Gaming executives urge patience. They are saying e-sports, popular for a long time in Asia, are still nascent in North America, and ought to be considered more as a high-growth start-up than a completely mature business. U.S. viewers watched an estimated 217 million hours of e-sports content this yr, in keeping with the info firm Stream Hatchet, up from 147 million in 2018. “We frequently say that we’re still within the leather helmet days of the N.F.L.,” said Naz Aletaha, Riot’s global head of League of Legends e-sports.
Many investors within the space still imagine e-sports will eventually develop into a dominant, profitable industry. But within the short-term, some are “very frustrated,” said John Needham, Riot’s president of e-sports, adding that Riot has worked to persuade investors to embrace a unique monetization model.

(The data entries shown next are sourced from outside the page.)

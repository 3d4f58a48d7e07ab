use std::cmp::Ordering;

use rust_decimal::prelude::ToPrimitive;
use rust_decimal::Decimal;

use super::{
    decimal_from_f64, round_decimal, NumericError, NumericResult, NumericType, Number,
    RoundingMode,
};

/// Binary floating point
#[derive(Debug, Clone, Copy, Default)]
pub struct DoubleType;

impl DoubleType {
    fn checked(value: f64) -> NumericResult<Number> {
        if value.is_nan() {
            Err(NumericError::Domain("result"))
        } else if value.is_infinite() {
            Err(NumericError::Overflow)
        } else {
            Ok(Number::Double(value))
        }
    }
}

impl NumericType for DoubleType {
    fn name(&self) -> String {
        "double".to_string()
    }

    fn scale(&self) -> Option<u32> {
        None
    }

    fn rounding_mode(&self) -> RoundingMode {
        RoundingMode::HalfEven
    }

    fn zero(&self) -> Number {
        Number::Double(0.0)
    }

    fn one(&self) -> Number {
        Number::Double(1.0)
    }

    fn min_value(&self) -> Number {
        Number::Double(f64::MIN)
    }

    fn max_value(&self) -> Number {
        Number::Double(f64::MAX)
    }

    fn from_f64(&self, value: f64) -> NumericResult<Number> {
        Ok(Number::Double(value))
    }

    fn from_decimal(&self, value: Decimal) -> NumericResult<Number> {
        value.to_f64().map(Number::Double).ok_or(NumericError::Overflow)
    }

    fn from_i64(&self, value: i64) -> NumericResult<Number> {
        Ok(Number::Double(value as f64))
    }

    fn adjust_constant(&self, value: Number) -> Number {
        value
    }

    fn parse(&self, text: &str) -> NumericResult<Number> {
        text.trim()
            .parse::<f64>()
            .map(Number::Double)
            .map_err(|_| NumericError::InvalidNumber(text.to_string()))
    }

    fn compare(&self, a: &Number, b: &Number) -> Ordering {
        a.to_f64().total_cmp(&b.to_f64())
    }

    fn is_finite(&self, value: &Number) -> bool {
        value.to_f64().is_finite()
    }

    fn add(&self, a: &Number, b: &Number) -> NumericResult<Number> {
        Self::checked(a.to_f64() + b.to_f64())
    }

    fn sub(&self, a: &Number, b: &Number) -> NumericResult<Number> {
        Self::checked(a.to_f64() - b.to_f64())
    }

    fn mul(&self, a: &Number, b: &Number) -> NumericResult<Number> {
        Self::checked(a.to_f64() * b.to_f64())
    }

    fn div(&self, a: &Number, b: &Number) -> NumericResult<Number> {
        let divisor = b.to_f64();
        if divisor == 0.0 {
            return Err(NumericError::DivisionByZero);
        }
        Self::checked(a.to_f64() / divisor)
    }

    fn neg(&self, a: &Number) -> NumericResult<Number> {
        Ok(Number::Double(-a.to_f64()))
    }

    fn pow(&self, a: &Number, b: &Number) -> NumericResult<Number> {
        Self::checked(a.to_f64().powf(b.to_f64()))
    }

    // Rounds the shortest decimal text of the value, so ROUND(2.675, 2) is 2.68
    fn round(&self, a: &Number, digits: i32, mode: RoundingMode) -> NumericResult<Number> {
        let rounded = round_decimal(decimal_from_f64(a.to_f64())?, digits, mode)?;
        self.from_decimal(rounded)
    }
}

#[cfg(test)]
mod tests {
    use super::*;

    #[test]
    fn test_arithmetic() {
        let t = DoubleType;
        let a = Number::Double(1.5);
        let b = Number::Double(0.5);
        assert_eq!(t.add(&a, &b).unwrap(), Number::Double(2.0));
        assert_eq!(t.div(&a, &b).unwrap(), Number::Double(3.0));
        assert_eq!(t.div(&a, &t.zero()), Err(NumericError::DivisionByZero));
        assert_eq!(t.pow(&Number::Double(-1.0), &b), Err(NumericError::Domain("result")));
    }

    #[test]
    fn test_round_uses_decimal_digits() {
        let t = DoubleType;
        let value = Number::Double(2.675);
        assert_eq!(
            t.round(&value, 2, RoundingMode::HalfUp).unwrap(),
            Number::Double(2.68)
        );
        assert_eq!(
            t.round(&value, 1, RoundingMode::Down).unwrap(),
            Number::Double(2.6)
        );
    }

    #[test]
    fn test_format() {
        let t = DoubleType;
        assert_eq!(t.format(&Number::Double(3.0)), "3");
        assert_eq!(t.format(&Number::Double(0.1)), "0.1");
        assert_eq!(t.format(&t.parse("1.50").unwrap()), "1.5");
    }
}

Though sponsorships still make up a majority of revenue, a cornerstone of Riot’s strategy involves microtransactions: selling recreational League of Legends players in-game items for his or her characters which are themed around real-world e-sports events just like the world championship.
It seems like a distinct segment revenue source, but early numbers have been eye popping. When Riot hosted its 2022 championship event for Valorant, one other e-sport, it made $40 million from microtransactions alone. Half of that went to the league’s teams through a revenue-sharing agreement.

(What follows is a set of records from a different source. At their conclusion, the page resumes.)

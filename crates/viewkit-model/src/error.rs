//! Error types for configuration loading.

use thiserror::Error;

/// Errors raised while reading or writing a [`ViewConfig`](crate::ViewConfig).
#[derive(Debug, Error)]
pub enum ConfigError {
    /// The TOML document could not be parsed into a configuration.
    #[error("invalid view configuration: {0}")]
    Parse(#[from] toml::de::Error),

    /// The configuration could not be serialized.
    #[error("failed to serialize view configuration: {0}")]
    Serialize(#[from] toml::ser::Error),
}

/// Result type for configuration operations.
pub type Result<T> = std::result::Result<T, ConfigError>;

#[cfg(test)]
mod tests {
    use super::*;

    #[test]
    fn test_error_display() {
        let err = crate::ViewConfig::from_toml_str("paging = [").unwrap_err();
        assert!(matches!(err, ConfigError::Parse(_)));
        assert!(err.to_string().starts_with("invalid view configuration"));
    }
}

“That is where we’re going to disrupt the printed revenue formula, because that scales,” Mr. Needham said.
For now, the costly endeavor of fielding competitive teams is solely a catalyst for the actual revenue-generating operations at many e-sports organizations. Distinguished teams like FaZe Clan and 100 Thieves have morphed into more general lifestyle brands that provide viewers apparel and livestreaming entertainment. FaZe Clan, which went public this yr in what was seen as a bellwether for the industry, is losing money and cutting costs as shares of its stock plummet.

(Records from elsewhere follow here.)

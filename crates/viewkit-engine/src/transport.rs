//! The boundary to the HTTP layer.
//!
//! The engine decides whether a record is addressable and which key to send;
//! the [`Transport`] performs the request. Implementations own URL building,
//! authentication and retry policy.

use std::cell::RefCell;
use std::collections::VecDeque;

use serde_json::Value;
use viewkit_model::ResolvedKey;

use crate::error::TransportError;

/// Request/response access to one API.
///
/// Calls are awaited one at a time by their owning controller.
#[allow(async_fn_in_trait)]
pub trait Transport {
    /// Fetch `resource` with the given query parameters.
    async fn get(
        &self,
        resource: &str,
        params: &[(String, String)],
    ) -> Result<Value, TransportError>;

    /// Create a record; returns the server's representation of it.
    async fn create(&self, resource: &str, body: &Value) -> Result<Value, TransportError>;

    /// Update the record addressed by `key`.
    async fn update(
        &self,
        resource: &str,
        key: &ResolvedKey,
        body: &Value,
    ) -> Result<Value, TransportError>;

    /// Delete the record addressed by `key`.
    async fn delete(&self, resource: &str, key: &ResolvedKey) -> Result<(), TransportError>;
}

/// One call observed by a [`ScriptedTransport`].
#[derive(Debug, Clone, PartialEq)]
pub enum TransportCall {
    Get {
        resource: String,
        params: Vec<(String, String)>,
    },
    Create {
        resource: String,
        body: Value,
    },
    Update {
        resource: String,
        key: ResolvedKey,
        body: Value,
    },
    Delete {
        resource: String,
        key: ResolvedKey,
    },
}

/// In-memory transport replaying queued responses and recording calls.
///
/// `get` pops the next queued response, or returns an empty array when the
/// queue is empty. Mutations echo their body, or fail if a failure is queued.
#[derive(Debug, Default)]
pub struct ScriptedTransport {
    responses: RefCell<VecDeque<Result<Value, TransportError>>>,
    calls: RefCell<Vec<TransportCall>>,
}

impl ScriptedTransport {
    pub fn new() -> Self {
        Self::default()
    }

    /// Queue the outcome of the next call.
    pub fn push(&self, response: Result<Value, TransportError>) {
        self.responses.borrow_mut().push_back(response);
    }

    /// Queue a successful response payload.
    pub fn push_ok(&self, payload: Value) {
        self.push(Ok(payload));
    }

    /// Every call made so far, in order.
    pub fn calls(&self) -> Vec<TransportCall> {
        self.calls.borrow().clone()
    }

    fn record(&self, call: TransportCall) {
        self.calls.borrow_mut().push(call);
    }

    fn next_or(&self, fallback: Value) -> Result<Value, TransportError> {
        self.responses.borrow_mut().pop_front().unwrap_or(Ok(fallback))
    }
}

impl Transport for ScriptedTransport {
    async fn get(
        &self,
        resource: &str,
        params: &[(String, String)],
    ) -> Result<Value, TransportError> {
        self.record(TransportCall::Get {
            resource: resource.to_string(),
            params: params.to_vec(),
        });
        self.next_or(Value::Array(Vec::new()))
    }

    async fn create(&self, resource: &str, body: &Value) -> Result<Value, TransportError> {
        self.record(TransportCall::Create {
            resource: resource.to_string(),
            body: body.clone(),
        });
        self.next_or(body.clone())
    }

    async fn update(
        &self,
        resource: &str,
        key: &ResolvedKey,
        body: &Value,
    ) -> Result<Value, TransportError> {
        self.record(TransportCall::Update {
            resource: resource.to_string(),
            key: key.clone(),
            body: body.clone(),
        });
        self.next_or(body.clone())
    }

    async fn delete(&self, resource: &str, key: &ResolvedKey) -> Result<(), TransportError> {
        self.record(TransportCall::Delete {
            resource: resource.to_string(),
            key: key.clone(),
        });
        self.next_or(Value::Null).map(|_| ())
    }
}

Felix LaHaye, the chief executive of United Esports, a gaming marketing agency, compared competitive play for e-sports organizations to a automobile company fielding a Formula One racing team — an expensive undertaking that attracts eyeballs and prestige.
“It creates value elsewhere of their ecosystem,” Mr. LaHaye said. “It’s value it to have a loss leader by way of a product that creates the brand, and you then find yourself selling normal products to people.”
Even Team Liquid, considered one in all the more competition-focused e-sports organizations, has made much of its money elsewhere and now has nine separate sources of revenue, including owning an e-sports encyclopedia website, said Mark Vela, the chief executive of Axiomatic Gaming, Team Liquid’s ownership group.
“It’s a natural evolution,” Mr. Vela said. “Everyone’s having to take a step back, and seeing what’s really working for us here.”
Team Liquid, which took in greater than $38 million in revenue last yr, just isn’t yet profitable, but Mr. Vela, whose ownership group includes the Leonsis father-son duo, said e-sports remain alluring due to the rare style of young, affluent viewer they attract.
Mr. Spoont can also be optimistic long run, but he just isn’t willing to attend. In July, he sold his European League of Legends team to a Spanish e-sports group for about $35 million. He said he was pivoting Misfits to concentrate on content creation, partly since it might be one other decade before competitive e-sports reach their potential.
“We were trying to perform as an industry what took the N.B.A. 50 years, but we were attempting to do it inside a five-year time period,” he said, referring to the numerous N.B.A. teams that weren’t immediately lucrative businesses. “Seems that it doesn’t occur.”